J Pharm Biomed Anal. 2005 Jul 15;38(4):763-7. doi: 10.1016/j.jpba.2005.02.022. Epub 2005 Mar 23.
A selective and accurate high-performance liquid chromatographic method has been developed and validated for the simultaneous determination of ranitidine, methylparaben (MP) and propylparaben (PP) in oral liquids. Samples were purified by solid-phase extraction (SPE) using a copolymeric [poly(divinylbenzene-co-N-vinylpyrrolidone)] sorbent. The chromatographic separation was achieved by HPLC using a mixture of ammonium acetate solution (0.5 M), acetonitrile and methanol as the mobile phase with gradient elution, a Nucleosil C18 column and UV detection at 254 nm. The method was validated with respect to linearity, precision, accuracy, selectivity, and robustness. All the parameters examined met the current recommendations for bioanalytical method validation. The method was found to be applicable to routine analysis (assays and stability tests) of active compound (ranitidine) and preservatives (MP and PP).

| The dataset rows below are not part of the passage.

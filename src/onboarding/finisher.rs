//! Turns a finished onboarding quiz into a profile for the paywall.

use chrono::{DateTime, Utc};

use crate::config::DEFAULT_DREAMER_NAME;
use crate::error::FlowError;
use crate::flow::{AnswerSet, Completion, FlowFinisher, FlowOutcome, PERMISSION_GRANTED};
use crate::store::StoredValue;

use super::model::{OnboardingProfile, keys, settings_keys};

#[derive(Debug, Clone)]
pub struct OnboardingFinisher {
    default_name: String,
}

impl OnboardingFinisher {
    pub fn new(default_name: impl Into<String>) -> Self {
        Self {
            default_name: default_name.into(),
        }
    }
}

impl Default for OnboardingFinisher {
    fn default() -> Self {
        Self::new(DEFAULT_DREAMER_NAME)
    }
}

impl FlowFinisher for OnboardingFinisher {
    fn finish(&self, answers: &AnswerSet, _now: DateTime<Utc>) -> Result<Completion, FlowError> {
        let name = answers
            .text(keys::NAME)
            .map(str::trim)
            .filter(|n| !n.is_empty())
            .unwrap_or(&self.default_name)
            .to_string();
        let choice = |id: &str| answers.choice(id).unwrap_or_default().to_string();

        let profile = OnboardingProfile {
            name: name.clone(),
            dream_recall: choice(keys::DREAM_RECALL),
            dream_goal: choice(keys::DREAM_GOAL),
            sleep_concern: choice(keys::SLEEP_CONCERN),
            notifications_granted: answers.choice(keys::NOTIFICATIONS) == Some(PERMISSION_GRANTED),
            completed: true,
        };

        Ok(Completion::new(FlowOutcome::OpenPaywall(profile))
            .with_record(settings_keys::NAME, StoredValue::Text(name))
            .with_record(settings_keys::COMPLETED, StoredValue::Flag(true)))
    }
}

已开发并验证了一种选择性和准确性高的高效液相色谱法,用于同时测定口服液中的雷尼替丁、对羟基苯甲酸甲酯(MP)和对羟基苯甲酸丙酯(PP)。样品通过使用共聚[聚(二乙烯基苯-co-N-乙烯基吡咯烷酮)]吸附剂的固相萃取(SPE)进行纯化。采用高效液相色谱法,以醋酸铵溶液(0.5M)、乙腈和甲醇的混合物为流动相进行梯度洗脱,使用Nucleosil C18柱,并在254nm处进行紫外检测,实现了色谱分离。该方法在线性、精密度、准确度、选择性和稳健性方面进行了验证。所有检测参数均符合生物分析方法验证的当前建议。该方法适用于活性化合物(雷尼替丁)和防腐剂(MP和PP)的常规分析(测定和稳定性试验)。